(Records from a data collection)
-- Opening Marker --

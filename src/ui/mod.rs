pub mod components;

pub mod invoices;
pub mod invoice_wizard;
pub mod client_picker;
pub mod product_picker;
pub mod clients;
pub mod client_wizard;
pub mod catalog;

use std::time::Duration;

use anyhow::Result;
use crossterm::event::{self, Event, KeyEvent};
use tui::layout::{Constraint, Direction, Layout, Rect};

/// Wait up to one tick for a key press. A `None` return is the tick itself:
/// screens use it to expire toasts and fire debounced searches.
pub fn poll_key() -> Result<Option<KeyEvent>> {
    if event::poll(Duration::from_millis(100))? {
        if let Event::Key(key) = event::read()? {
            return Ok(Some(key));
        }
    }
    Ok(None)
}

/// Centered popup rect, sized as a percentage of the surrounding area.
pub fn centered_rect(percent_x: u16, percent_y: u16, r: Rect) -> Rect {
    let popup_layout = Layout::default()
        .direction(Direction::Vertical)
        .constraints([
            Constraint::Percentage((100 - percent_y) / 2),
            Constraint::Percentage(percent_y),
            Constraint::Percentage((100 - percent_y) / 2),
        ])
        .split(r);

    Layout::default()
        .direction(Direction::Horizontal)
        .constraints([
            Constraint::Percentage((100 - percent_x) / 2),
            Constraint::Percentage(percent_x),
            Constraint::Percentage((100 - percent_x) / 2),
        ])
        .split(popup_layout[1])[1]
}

-- Closing Marker --

#### [What you have to do]
Lines holding the word "None" in the entries above are the ones to pull out. Copy them all.

#### [Solution to this task]
/// Wait up to one tick for a key press. A `None` return is the tick itself:
    Ok(None)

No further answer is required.